Где же могли ранее встречаться князь Мышкин и Настасья Филипповна? Где могли видеть друг друга? Почему писатель так настойчиво повторяет мысль о какой-то давней, неясной, таинственной встрече, которую они явно чувствуют, но не могут объяснить? Не встречались ли они там, в инобытии, в запредельном мире, в тех небесных сферах, откуда теперь спустились на Землю?

Принять такое объяснение, конечно, очень трудно и даже невозможно, но, согласитесь, не случайно же Достоевский так настойчиво выделяет мотив взаимного узнавания героя и героини романа. Очевидно, обычными методами исследования текста эту загадку разгадать не удастся. Обратимся к нетрадиционным подходам.

Настоящее художественное произведение по самой природе своей многозначно и тем самым допускает возможность различных истолкований. В качестве иллюстрации этого положения предлагаем вашему вниманию опыт анализа романа “Идиот”, предпринятый Вячеславом Ивановым, поэтом и теоретиком символизма. Его исследование было издано на немецком и английском языках и оказало воздействие на ряд зарубежных ученых, занимающихся изучением творчества великого русского писателя.

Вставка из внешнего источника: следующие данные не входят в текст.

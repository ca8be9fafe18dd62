//! Tick loop hosting a controller on a tokio task.
//!
//! The task owns the [`AnimatorController`] outright. Ticks fire on the
//! configured interval; commands arrive over a bounded channel and are
//! applied between ticks, so an edit is never observed half-applied.
//!
//! ```text
//! AnimatorHandle ──Request──► loop ─┬─► cancelled? stop, teardown
//!                                   ├─► apply command / answer query
//!                                   └─► interval tick ─► FiredTransition broadcast
//! ```

use crate::checkpoint::ControllerCheckpoint;
use crate::controller::{AnimatorController, Command, CommandOutcome};
use crate::core::FiredTransition;
use std::time::Duration;
use thiserror::Error;
use tokio::sync::{broadcast, mpsc, oneshot};
use tokio::task::{JoinError, JoinHandle};
use tokio::time::MissedTickBehavior;
use tokio_util::sync::CancellationToken;
use tracing::{debug, info};

const FIRED_CAPACITY: usize = 64;

/// Errors talking to a running loop.
#[derive(Debug, Error)]
pub enum RuntimeError {
    #[error("Animator loop has stopped")]
    Closed,

    #[error("Animator task failed: {0}")]
    Join(#[from] JoinError),
}

type Inspect = Box<dyn FnOnce(&AnimatorController) + Send>;

enum Request {
    Apply {
        command: Command,
        reply: oneshot::Sender<CommandOutcome>,
    },
    Checkpoint {
        reply: oneshot::Sender<ControllerCheckpoint>,
    },
    Inspect(Inspect),
}

/// Handle to a controller running on its own task.
pub struct AnimatorHandle {
    requests: mpsc::Sender<Request>,
    fired: broadcast::Sender<FiredTransition>,
    cancel: CancellationToken,
    task: JoinHandle<AnimatorController>,
}

/// Move `controller` onto a new task and start ticking.
///
/// Must be called from within a tokio runtime.
pub fn spawn(controller: AnimatorController) -> AnimatorHandle {
    spawn_with_token(controller, CancellationToken::new())
}

/// Like [`spawn`], stopping when `cancel` (or a parent of it) is cancelled.
pub fn spawn_with_token(controller: AnimatorController, cancel: CancellationToken) -> AnimatorHandle {
    let (requests, receiver) = mpsc::channel(controller.config().command_buffer.max(1));
    let (fired, _) = broadcast::channel(FIRED_CAPACITY);
    let task = tokio::spawn(run(controller, receiver, cancel.clone(), fired.clone()));
    AnimatorHandle {
        requests,
        fired,
        cancel,
        task,
    }
}

impl AnimatorHandle {
    /// Apply a command between ticks and wait for its outcome.
    pub async fn send(&self, command: Command) -> Result<CommandOutcome, RuntimeError> {
        let (reply, outcome) = oneshot::channel();
        self.requests
            .send(Request::Apply { command, reply })
            .await
            .map_err(|_| RuntimeError::Closed)?;
        outcome.await.map_err(|_| RuntimeError::Closed)
    }

    pub async fn checkpoint(&self) -> Result<ControllerCheckpoint, RuntimeError> {
        let (reply, checkpoint) = oneshot::channel();
        self.requests
            .send(Request::Checkpoint { reply })
            .await
            .map_err(|_| RuntimeError::Closed)?;
        checkpoint.await.map_err(|_| RuntimeError::Closed)
    }

    /// Read from the controller without leaving the loop.
    pub async fn inspect<F, R>(&self, read: F) -> Result<R, RuntimeError>
    where
        F: FnOnce(&AnimatorController) -> R + Send + 'static,
        R: Send + 'static,
    {
        let (reply, value) = oneshot::channel();
        let inspect: Inspect = Box::new(move |controller| {
            let _ = reply.send(read(controller));
        });
        self.requests
            .send(Request::Inspect(inspect))
            .await
            .map_err(|_| RuntimeError::Closed)?;
        value.await.map_err(|_| RuntimeError::Closed)
    }

    /// Receive every transition fired from now on.
    pub fn subscribe(&self) -> broadcast::Receiver<FiredTransition> {
        self.fired.subscribe()
    }

    pub fn is_running(&self) -> bool {
        !self.task.is_finished()
    }

    /// Stop the loop and take the controller back.
    pub async fn shutdown(self) -> Result<AnimatorController, RuntimeError> {
        self.cancel.cancel();
        Ok(self.task.await?)
    }
}

async fn run(
    mut controller: AnimatorController,
    mut requests: mpsc::Receiver<Request>,
    cancel: CancellationToken,
    fired: broadcast::Sender<FiredTransition>,
) -> AnimatorController {
    let period = controller.config().tick_interval().max(Duration::from_millis(1));
    let mut interval = tokio::time::interval(period);
    interval.set_missed_tick_behavior(MissedTickBehavior::Skip);

    info!(period_ms = period.as_millis() as u64, "animator loop started");

    loop {
        tokio::select! {
            biased;

            _ = cancel.cancelled() => {
                debug!("animator loop cancelled");
                break;
            }

            _ = interval.tick() => {
                if let Some(transition) = controller.tick() {
                    // No subscribers is fine.
                    let _ = fired.send(transition);
                }
            }

            request = requests.recv() => match request {
                Some(request) => handle(&mut controller, request),
                None => {
                    debug!("all animator handles dropped");
                    break;
                }
            },
        }
    }

    controller.teardown();
    info!("animator loop stopped");
    controller
}

fn handle(controller: &mut AnimatorController, request: Request) {
    match request {
        Request::Apply { command, reply } => {
            let _ = reply.send(controller.apply(command));
        }
        Request::Checkpoint { reply } => {
            let _ = reply.send(controller.checkpoint());
        }
        Request::Inspect(inspect) => inspect(controller),
    }
}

Символизм – это особое направление в европейском искусстве, возникшее в конце XIX в. Символисты исходили из романтического положения о так называемом двоемирии. Романтизм различает реальное, земное “здесь” и таинственное, волшебное, неизъяснимо прекрасное, небесное “там”.

По убеждению В. И. Иванова, Лев Мышкин – пришелец, посланец высоких небесных сфер, спустившийся на Землю. Это чудак, чужак, чужестранец, который “известен фольклору уже не как светлый Бог, сходящий на Землю, а как его заместитель – герой, т. е. богоподобный человек, который должен пострадать и умереть”. Есть в нем что-то от Ивана-царевича из старинной русской сказки или от Иванушки-дурачка, который оказывается в конечном счете всех умнее. “Другие люди, конечно, не могут помнить того, что хранится в памяти Мышкина, и не видят того, что видит он; им ничего не остается, как считать его дураком… Он так безошибочно распознает мотивы человеческих действий, так зрело оценивает положение вещей, что люди постепенно начинают относиться к “идиоту” как к мудрецу”.

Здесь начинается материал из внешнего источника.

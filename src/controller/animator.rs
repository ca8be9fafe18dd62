//! The authoritative controller model.

use crate::config::ControllerConfig;
use crate::controller::sink::{ClipSink, NullSink};
use crate::controller::state::StateController;
use crate::core::{
    select_transition, ActiveChange, AnimState, AnimationClip, ClipLibrary, Condition,
    ConditionId, ConditionOperator, DeleteOutcome, Endpoint, FiredTransition, ParameterId,
    ParameterKind, ParameterStore, ParameterValue, RangeBound, StateGraph, StateId, TickContext,
    TransitionHistory, TransitionId,
};
use crate::validation::{validate_graph, GraphIssue};
use chrono::{DateTime, Utc};
use stillwater::validation::Validation;
use tracing::{debug, info, warn};

/// Short-lived note of the transition that fired last.
#[derive(Clone, Copy, Debug, PartialEq)]
pub struct TransitionMarker {
    pub transition: TransitionId,
    /// `None` when the expiry lies past the representable time range.
    pub expires_at: Option<DateTime<Utc>>,
}

impl TransitionMarker {
    fn live_at(&self, now: DateTime<Utc>) -> bool {
        self.expires_at.map_or(true, |at| now < at)
    }
}

/// Single owner of the graph, the parameters and the active state.
///
/// Every mutation is a discrete, total operation: it applies completely or
/// not at all, so a tick never observes a half-applied edit. Edits and
/// ticks are expected on one logical thread; see [`crate::runtime`] for a
/// loop that serialises them.
pub struct AnimatorController {
    pub(crate) config: ControllerConfig,
    pub(crate) graph: StateGraph,
    pub(crate) parameters: ParameterStore,
    pub(crate) clips: ClipLibrary,
    pub(crate) state: StateController,
    pub(crate) history: TransitionHistory,
    marker: Option<TransitionMarker>,
    sink: Box<dyn ClipSink>,
    /// Last effective clip handed to the sink.
    rendered: Option<String>,
}

impl std::fmt::Debug for AnimatorController {
    fn fmt(&self, f: &mut std::fmt::Formatter<'_>) -> std::fmt::Result {
        f.debug_struct("AnimatorController")
            .field("graph", &self.graph)
            .field("parameters", &self.parameters)
            .field("active", &self.state.active())
            .field("preview", &self.state.preview())
            .finish_non_exhaustive()
    }
}

impl Default for AnimatorController {
    fn default() -> Self {
        Self::new(ControllerConfig::default())
    }
}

Но и Настасья Филипповна, подобно Мышкину, “не земная”. И теперь, спустившись с неведомых небесных сфер, оба они пристально всматриваются друг в друга, смутно догадываясь о своем таинственном родстве.

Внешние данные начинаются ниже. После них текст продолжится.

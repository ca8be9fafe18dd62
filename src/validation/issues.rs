//! Graph issues reported by the validator.

use crate::core::{ConditionOperator, ParameterKind, TransitionId};
use thiserror::Error;

/// A structural problem in a graph.
///
/// None of these break evaluation: the affected condition or transition
/// simply never holds.
#[derive(Debug, Clone, Error, PartialEq)]
pub enum GraphIssue {
    #[error("Transition {transition} reads unknown parameter '{parameter}'")]
    UnknownParameter {
        transition: TransitionId,
        parameter: String,
    },

    #[error("Transition {transition} applies '{operator}' to {kind:?} parameter '{parameter}'")]
    OperatorMismatch {
        transition: TransitionId,
        parameter: String,
        operator: ConditionOperator,
        kind: ParameterKind,
    },

    #[error("Transition {transition} loops on state '{state}' and can never fire")]
    SelfLoop { transition: TransitionId, state: String },

    #[error("Expected exactly one default state, found {found}")]
    DefaultCount { found: usize },

    #[error("State '{state}' has no animation clip")]
    MissingClip { state: String },
}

Аглая же – дочь Земли. И Рогожин, соответственно, сын Земли. Они земные, но испытывают непреодолимую тягу к запредельному, что воплощается для них в Мышкине и Настасье Филипповне.

Может быть, пишет В. И. Иванов, эти два характера – Мышкин и Рогожин – представлялись Достоевскому двумя сторонами, двумя началами русской души? Один из них, сын небес, испытывает божественное сострадание к мукам Красоты, которую мир извратил и предал поруганию. Другой предъявляет на нее права безграничной любви, которую он, сын Земли, испытывает к небесной Красоте, сошедшей для того, чтобы спасти мир.

Как видите, существует и такое символическое истолкование смысла романа Достоевского.